Raphael Benjamin (June 19, 1846 – November 15, 1906) was an English-born Reform rabbi who ministered in Australia and America.

== Life ==
Benjamin was born on June 19, 1846, in London, England, the son of Elias Benjamin and Mary Lazarus.

Benjamin attended the Jews' Free School, then headed by Moses Angel, as well as its Talmud Torah under Myer D. Davis and Rabbi George J. Emanuel. In 1860, he won the Jews' Commemoration Scholarship. He was appointed pupil teacher in the school while still studying Hebrew and pedagogy. He obtained his teacher's certificate in 1868, and three years later he received a B.A. from the University of London. In 1874, he was ordained a rabbi by Chief Rabbi of Great Britain Nathan M. Adler, Rabbi Samson Rausuk, and Rev. Aaron L. Green. After he was certified a teacher with the endorsement of Matthew Arnold and Peter le Page Renouf, he became a member and examiner of the Tonic Sol-fa College in London.
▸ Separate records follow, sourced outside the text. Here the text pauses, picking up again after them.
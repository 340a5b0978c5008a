//! Type-specific annotation payloads
//!
//! Each annotation type carries its own data shape. Shapes are validated when
//! an annotation is constructed and again on every update; a payload that
//! fails validation never reaches the store or the network.

use std::fmt;
use std::str::FromStr;

use serde::{Deserialize, Serialize};
use serde_json::Value;

use crate::error::ValidationError;
use crate::geometry::{PercentPoint, PercentRect, TextRange};

/// Types of annotations
#[derive(Debug, Clone, Copy, PartialEq, Eq, Hash, Serialize, Deserialize)]
#[serde(rename_all = "kebab-case")]
pub enum AnnotationType {
    /// Captured page region with an image reference
    Screenshot,
    /// Translucent text highlight
    TextHighlight,
    /// Text underline
    Underline,
    /// Free-form comment pinned to a page position
    Comment,
}

impl AnnotationType {
    pub fn as_str(&self) -> &'static str {
        match self {
            AnnotationType::Screenshot => "screenshot",
            AnnotationType::TextHighlight => "text-highlight",
            AnnotationType::Underline => "underline",
            AnnotationType::Comment => "comment",
        }
    }

    /// Whether annotations of this type are anchored to text
    pub fn is_text_anchored(&self) -> bool {
        matches!(self, AnnotationType::TextHighlight | AnnotationType::Underline)
    }
}

impl fmt::Display for AnnotationType {
    fn fmt(&self, f: &mut fmt::Formatter<'_>) -> fmt::Result {
        f.write_str(self.as_str())
    }
}

impl FromStr for AnnotationType {
    type Err = ValidationError;

    fn from_str(s: &str) -> Result<Self, Self::Err> {
        match s {
            "screenshot" => Ok(AnnotationType::Screenshot),
            "text-highlight" => Ok(AnnotationType::TextHighlight),
            "underline" => Ok(AnnotationType::Underline),
            "comment" => Ok(AnnotationType::Comment),
            other => Err(ValidationError::UnknownType(other.to_string())),
        }
    }
}

/// Screenshot payload
#[derive(Debug, Clone, Default, PartialEq, Serialize, Deserialize)]
#[serde(rename_all = "camelCase", default)]
pub struct ScreenshotData {
    /// Captured region
    #[serde(skip_serializing_if = "Option::is_none")]
    pub rect: Option<PercentRect>,
    /// Image reference (data URL or storage key)
    #[serde(skip_serializing_if = "Option::is_none")]
    pub image_data: Option<String>,
    #[serde(skip_serializing_if = "Option::is_none")]
    pub caption: Option<String>,
}

/// Text highlight payload
#[derive(Debug, Clone, Default, PartialEq, Serialize, Deserialize)]
#[serde(rename_all = "camelCase", default)]
pub struct HighlightData {
    pub selected_text: String,
    pub text_ranges: Vec<TextRange>,
    pub color: String,
    /// Line rectangles for zoom-resilient replay
    #[serde(skip_serializing_if = "Vec::is_empty")]
    pub line_rects: Vec<PercentRect>,
}

/// Underline payload
#[derive(Debug, Clone, PartialEq, Serialize, Deserialize)]
#[serde(rename_all = "camelCase", default)]
pub struct UnderlineData {
    pub selected_text: String,
    pub text_ranges: Vec<TextRange>,
    pub color: String,
    #[serde(skip_serializing_if = "Vec::is_empty")]
    pub line_rects: Vec<PercentRect>,
    /// Bar thickness in pixels
    pub thickness: f64,
}

impl Default for UnderlineData {
    fn default() -> Self {
        Self {
            selected_text: String::new(),
            text_ranges: Vec::new(),
            color: String::new(),
            line_rects: Vec::new(),
            thickness: 2.0,
        }
    }
}

/// Comment payload
#[derive(Debug, Clone, Default, PartialEq, Serialize, Deserialize)]
#[serde(rename_all = "camelCase", default)]
pub struct CommentData {
    #[serde(skip_serializing_if = "Option::is_none")]
    pub position: Option<PercentPoint>,
    pub content: String,
}

/// Type-specific annotation data
#[derive(Debug, Clone, PartialEq)]
pub enum AnnotationData {
    Screenshot(ScreenshotData),
    TextHighlight(HighlightData),
    Underline(UnderlineData),
    Comment(CommentData),
}

impl AnnotationData {
    pub fn annotation_type(&self) -> AnnotationType {
        match self {
            AnnotationData::Screenshot(_) => AnnotationType::Screenshot,
            AnnotationData::TextHighlight(_) => AnnotationType::TextHighlight,
            AnnotationData::Underline(_) => AnnotationType::Underline,
            AnnotationData::Comment(_) => AnnotationType::Comment,
        }
    }

    /// Decode a JSON payload for the given type and validate it
    pub fn from_value(annotation_type: AnnotationType, value: Value) -> Result<Self, ValidationError> {
        let malformed = |e: serde_json::Error| ValidationError::Malformed(e.to_string());
        let value = if value.is_null() {
            Value::Object(Default::default())
        } else {
            value
        };

        let data = match annotation_type {
            AnnotationType::Screenshot => {
                AnnotationData::Screenshot(serde_json::from_value(value).map_err(malformed)?)
            }
            AnnotationType::TextHighlight => {
                AnnotationData::TextHighlight(serde_json::from_value(value).map_err(malformed)?)
            }
            AnnotationType::Underline => {
                AnnotationData::Underline(serde_json::from_value(value).map_err(malformed)?)
            }
            AnnotationType::Comment => {
                AnnotationData::Comment(serde_json::from_value(value).map_err(malformed)?)
            }
        };

        data.validate()?;
        Ok(data)
    }

    /// Encode the payload without its type tag
    pub fn to_value(&self) -> serde_json::Result<Value> {
        match self {
            AnnotationData::Screenshot(d) => serde_json::to_value(d),
            AnnotationData::TextHighlight(d) => serde_json::to_value(d),
            AnnotationData::Underline(d) => serde_json::to_value(d),
            AnnotationData::Comment(d) => serde_json::to_value(d),
        }
    }

    /// Check the type-specific schema
    pub fn validate(&self) -> Result<(), ValidationError> {
        match self {
            AnnotationData::Screenshot(d) => {
                let rect = d.rect.as_ref().ok_or(ValidationError::MissingField("rect"))?;
                validate_percent_rect("rect", rect)?;
                match d.image_data.as_deref() {
                    Some(image) if !image.trim().is_empty() => Ok(()),
                    _ => Err(ValidationError::MissingField("imageData")),
                }
            }
            AnnotationData::TextHighlight(d) => {
                validate_text_anchor(&d.selected_text, &d.text_ranges, &d.line_rects)?;
                validate_color(&d.color)
            }
            AnnotationData::Underline(d) => {
                validate_text_anchor(&d.selected_text, &d.text_ranges, &d.line_rects)?;
                validate_color(&d.color)?;
                if !(d.thickness.is_finite() && d.thickness > 0.0) {
                    return Err(ValidationError::invalid("thickness", "must be a positive number"));
                }
                Ok(())
            }
            AnnotationData::Comment(d) => {
                let position = d
                    .position
                    .as_ref()
                    .ok_or(ValidationError::MissingField("position"))?;
                if !position.is_within_page() {
                    return Err(ValidationError::invalid("position", "must lie within 0-100%"));
                }
                if d.content.trim().is_empty() {
                    return Err(ValidationError::MissingField("content"));
                }
                Ok(())
            }
        }
    }

    /// Display color for colored payloads
    pub fn color(&self) -> Option<&str> {
        match self {
            AnnotationData::TextHighlight(d) => Some(&d.color),
            AnnotationData::Underline(d) => Some(&d.color),
            _ => None,
        }
    }

    /// Replace the display color
    pub fn set_color(&mut self, color: &str) -> Result<(), ValidationError> {
        validate_color(color)?;
        match self {
            AnnotationData::TextHighlight(d) => d.color = color.to_string(),
            AnnotationData::Underline(d) => d.color = color.to_string(),
            other => {
                return Err(ValidationError::invalid(
                    "color",
                    format!("{} annotations have no color", other.annotation_type()),
                ))
            }
        }
        Ok(())
    }

    /// The annotated text for text-anchored payloads
    pub fn selected_text(&self) -> Option<&str> {
        match self {
            AnnotationData::TextHighlight(d) => Some(&d.selected_text),
            AnnotationData::Underline(d) => Some(&d.selected_text),
            _ => None,
        }
    }

    pub fn text_ranges(&self) -> &[TextRange] {
        match self {
            AnnotationData::TextHighlight(d) => &d.text_ranges,
            AnnotationData::Underline(d) => &d.text_ranges,
            _ => &[],
        }
    }

    pub fn line_rects(&self) -> &[PercentRect] {
        match self {
            AnnotationData::TextHighlight(d) => &d.line_rects,
            AnnotationData::Underline(d) => &d.line_rects,
            _ => &[],
        }
    }
}

fn validate_text_anchor(
    selected_text: &str,
    text_ranges: &[TextRange],
    line_rects: &[PercentRect],
) -> Result<(), ValidationError> {
    if selected_text.trim().is_empty() {
        return Err(ValidationError::MissingField("selectedText"));
    }
    if text_ranges.is_empty() {
        return Err(ValidationError::MissingField("textRanges"));
    }
    if let Some(range) = text_ranges.iter().find(|r| r.is_empty()) {
        return Err(ValidationError::invalid(
            "textRanges",
            format!("range {}..{} is empty", range.start, range.end),
        ));
    }
    for rect in line_rects {
        validate_percent_rect("lineRects", rect)?;
    }
    Ok(())
}

fn validate_percent_rect(field: &'static str, rect: &PercentRect) -> Result<(), ValidationError> {
    let values = [
        rect.x_percent,
        rect.y_percent,
        rect.width_percent,
        rect.height_percent,
    ];
    if values.iter().any(|v| !v.is_finite()) {
        return Err(ValidationError::invalid(field, "coordinates must be finite"));
    }
    if !rect.has_area() {
        return Err(ValidationError::invalid(field, "width and height must be positive"));
    }
    Ok(())
}

/// Accepts `#rgb`, `#rrggbb` and `#rrggbbaa`
pub fn validate_color(color: &str) -> Result<(), ValidationError> {
    if color.is_empty() {
        return Err(ValidationError::MissingField("color"));
    }
    let valid = color
        .strip_prefix('#')
        .map(|hex| matches!(hex.len(), 3 | 6 | 8) && hex.chars().all(|c| c.is_ascii_hexdigit()))
        .unwrap_or(false);
    if valid {
        Ok(())
    } else {
        Err(ValidationError::invalid(
            "color",
            format!("`{}` is not a hex color", color),
        ))
    }
}
//! Rectangle primitives
//!
//! Pixel rectangles are page-relative (origin top-left of the rendered page
//! element). Percent rectangles are relative to the current page box and are
//! expressed in the 0-100 range.

use serde::{Deserialize, Serialize};

/// Pixel rectangle, origin top-left
#[derive(Debug, Clone, Copy, PartialEq, Serialize, Deserialize)]
#[serde(rename_all = "camelCase")]
pub struct Rect {
    pub left: f64,
    pub top: f64,
    pub width: f64,
    pub height: f64,
}

impl Rect {
    pub fn new(left: f64, top: f64, width: f64, height: f64) -> Self {
        Self {
            left,
            top,
            width,
            height,
        }
    }

    pub fn from_ltrb(left: f64, top: f64, right: f64, bottom: f64) -> Self {
        Self {
            left,
            top,
            width: right - left,
            height: bottom - top,
        }
    }

    pub fn right(&self) -> f64 {
        self.left + self.width
    }

    pub fn bottom(&self) -> f64 {
        self.top + self.height
    }

    pub fn area(&self) -> f64 {
        self.width.max(0.0) * self.height.max(0.0)
    }

    /// True when the rectangle has no drawable area
    pub fn is_empty(&self) -> bool {
        self.width <= 0.0 || self.height <= 0.0
    }

    /// Smallest rectangle covering both
    pub fn union(&self, other: &Rect) -> Rect {
        Rect::from_ltrb(
            self.left.min(other.left),
            self.top.min(other.top),
            self.right().max(other.right()),
            self.bottom().max(other.bottom()),
        )
    }

    /// Shift by the given offsets
    pub fn translate(&self, dx: f64, dy: f64) -> Rect {
        Rect::new(self.left + dx, self.top + dy, self.width, self.height)
    }

    /// Express this rectangle relative to another rectangle's origin
    pub fn relative_to(&self, origin: &Rect) -> Rect {
        self.translate(-origin.left, -origin.top)
    }

    /// Scale every coordinate by a uniform factor
    pub fn scale(&self, factor: f64) -> Rect {
        Rect::new(
            self.left * factor,
            self.top * factor,
            self.width * factor,
            self.height * factor,
        )
    }

    pub fn contains_point(&self, x: f64, y: f64) -> bool {
        x >= self.left && x <= self.right() && y >= self.top && y <= self.bottom()
    }
}

/// Min/max envelope of a set of rectangles
pub fn envelope<'a, I>(rects: I) -> Option<Rect>
where
    I: IntoIterator<Item = &'a Rect>,
{
    rects.into_iter().fold(None, |acc: Option<Rect>, rect| match acc {
        Some(bbox) => Some(bbox.union(rect)),
        None => Some(*rect),
    })
}

/// Page-relative rectangle expressed in percent (0-100) of the page box
#[derive(Debug, Clone, Copy, PartialEq, Serialize, Deserialize)]
#[serde(rename_all = "camelCase")]
pub struct PercentRect {
    pub x_percent: f64,
    pub y_percent: f64,
    pub width_percent: f64,
    pub height_percent: f64,
}

impl PercentRect {
    pub fn new(x_percent: f64, y_percent: f64, width_percent: f64, height_percent: f64) -> Self {
        Self {
            x_percent,
            y_percent,
            width_percent,
            height_percent,
        }
    }

    /// Convert to page-relative pixels for the current page size
    pub fn to_pixels(&self, page_width: f64, page_height: f64) -> Rect {
        Rect::new(
            self.x_percent / 100.0 * page_width,
            self.y_percent / 100.0 * page_height,
            self.width_percent / 100.0 * page_width,
            self.height_percent / 100.0 * page_height,
        )
    }

    /// Convert a page-relative pixel rectangle to percent of the page size
    ///
    /// Returns `None` for a degenerate page box.
    pub fn from_pixels(rect: &Rect, page_width: f64, page_height: f64) -> Option<Self> {
        if page_width <= 0.0 || page_height <= 0.0 {
            return None;
        }
        Some(Self {
            x_percent: rect.left / page_width * 100.0,
            y_percent: rect.top / page_height * 100.0,
            width_percent: rect.width / page_width * 100.0,
            height_percent: rect.height / page_height * 100.0,
        })
    }

    pub fn has_area(&self) -> bool {
        self.width_percent > 0.0 && self.height_percent > 0.0
    }

    /// Whether the rectangle lies within the page (0-100 on both axes)
    pub fn is_within_page(&self) -> bool {
        self.x_percent >= 0.0
            && self.y_percent >= 0.0
            && self.x_percent + self.width_percent <= 100.0 + f64::EPSILON * 100.0
            && self.y_percent + self.height_percent <= 100.0 + f64::EPSILON * 100.0
    }
}

/// Page-relative point expressed in percent (0-100) of the page box
#[derive(Debug, Clone, Copy, PartialEq, Serialize, Deserialize)]
#[serde(rename_all = "camelCase")]
pub struct PercentPoint {
    pub x_percent: f64,
    pub y_percent: f64,
}

impl PercentPoint {
    pub fn new(x_percent: f64, y_percent: f64) -> Self {
        Self {
            x_percent,
            y_percent,
        }
    }

    pub fn to_pixels(&self, page_width: f64, page_height: f64) -> (f64, f64) {
        (
            self.x_percent / 100.0 * page_width,
            self.y_percent / 100.0 * page_height,
        )
    }

    pub fn is_within_page(&self) -> bool {
        (0.0..=100.0).contains(&self.x_percent) && (0.0..=100.0).contains(&self.y_percent)
    }
}

/// Character-offset span into the concatenated text of a page's text layer
#[derive(Debug, Clone, Copy, PartialEq, Eq, Hash, Serialize, Deserialize)]
pub struct TextRange {
    /// Inclusive start offset
    pub start: usize,
    /// Exclusive end offset
    pub end: usize,
}

impl TextRange {
    pub fn new(start: usize, end: usize) -> Self {
        Self { start, end }
    }

    pub fn len(&self) -> usize {
        self.end.saturating_sub(self.start)
    }

    pub fn is_empty(&self) -> bool {
        self.end <= self.start
    }

    /// Overlap with `[node_start, node_end)`, if any
    pub fn intersect(&self, node_start: usize, node_end: usize) -> Option<(usize, usize)> {
        let start = self.start.max(node_start);
        let end = self.end.min(node_end);
        (start < end).then_some((start, end))
    }
}

#[cfg(test)]
mod tests {
    use super::*;

    #[test]
    fn test_union_covers_both() {
        let a = Rect::new(10.0, 10.0, 20.0, 10.0);
        let b = Rect::new(25.0, 12.0, 30.0, 12.0);
        let u = a.union(&b);

        assert_eq!(u, Rect::from_ltrb(10.0, 10.0, 55.0, 24.0));
        assert!(u.area() >= a.area());
        assert!(u.area() >= b.area());
    }

    #[test]
    fn test_envelope() {
        assert!(envelope(&[]).is_none());

        let rects = [
            Rect::new(5.0, 40.0, 10.0, 10.0),
            Rect::new(50.0, 10.0, 5.0, 5.0),
        ];
        let bbox = envelope(&rects).unwrap();
        assert_eq!(bbox, Rect::from_ltrb(5.0, 10.0, 55.0, 50.0));
    }

    #[test]
    fn test_percent_to_pixels() {
        let rect = PercentRect::new(50.0, 10.0, 40.0, 5.0);
        let px = rect.to_pixels(800.0, 1000.0);

        assert_eq!(px, Rect::new(400.0, 100.0, 320.0, 50.0));

        let back = PercentRect::from_pixels(&px, 800.0, 1000.0).unwrap();
        assert!((back.x_percent - 50.0).abs() < 1e-9);
        assert!((back.height_percent - 5.0).abs() < 1e-9);
    }

    #[test]
    fn test_percent_from_degenerate_page() {
        let px = Rect::new(1.0, 1.0, 1.0, 1.0);
        assert!(PercentRect::from_pixels(&px, 0.0, 100.0).is_none());
    }

    #[test]
    fn test_text_range_intersection() {
        let range = TextRange::new(5, 15);

        assert_eq!(range.intersect(0, 10), Some((5, 10)));
        assert_eq!(range.intersect(10, 20), Some((10, 15)));
        assert_eq!(range.intersect(15, 20), None);
        assert_eq!(range.len(), 10);
    }
}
In 1874, Benjamin was elected assistant minister and reader of the Melbourne Hebrew Congregation in Melbourne, Australia and master of Jewish schools in that city. In 1879, he received an M.A. from the University of Melbourne. In 1882, he went to America and was elected rabbi of K. K. Benai Israel in Cincinnati, Ohio, replacing the deceased Dr. Max Lilienthal. He was rabbi there for six years, ultimately leaving due to difficulties between him and his congregation. His successor there was David Philipson. While in Cincinnati, he was vice-president of the local Young Men's Hebrew Association, a Governor and Examiner of Hebrew Union College, president of the Fresh Air Fund, secretary of the fourth district Associated Charities, and a director of the Humane Society, the Kindergarten Society, and the Society of Natural History.

In 1889, Benjamin moved to New York City, New York, and became rabbi of Congregation Shaarei Shomayim (the Fifteenth Street Temple). When the congregation merged with the Fifty-Fifth Street Synagogue (Congregation Ahavath Chesed), he ministered at large in the city, becoming secretary of the Board of Jewish Ministers (later known as the New York Board of Rabbis) and conducting services in the Hebrew Orphan Asylum. In 1902, he became rabbi of the Keap Street Temple in Brooklyn (Congregation Beth Elohim). He retired from there three years later to focus on his literary work. He primarily wrote on Jewish education, which at the time was relatively unexplored in America at the time. He wrote Guide to the Jewish Religion (which won the Isaac Cohen Prize in 1884), and in 1885, he published A Confirmation Class-Book.

Benjamin was a Republican. He became a Fellow of the American Association for the Advancement of Science in 1887. He became a member of the Manhattan Chess Club and secretary of the ninth district of the Charity Organization Society after moving to New York. He was also chairman of the Board of Inspectors of the Young Men's Hebrew Association and a member of the National Geographic Society, the Metropolitan Museum of Art, the Central Conference of American Rabbis, the American Jewish Historical Society, and the Jewish Home for the Aged.

Benjamin died in his room at the Hotel St. George on November 15, 1906. He was buried in Salem Fields Cemetery.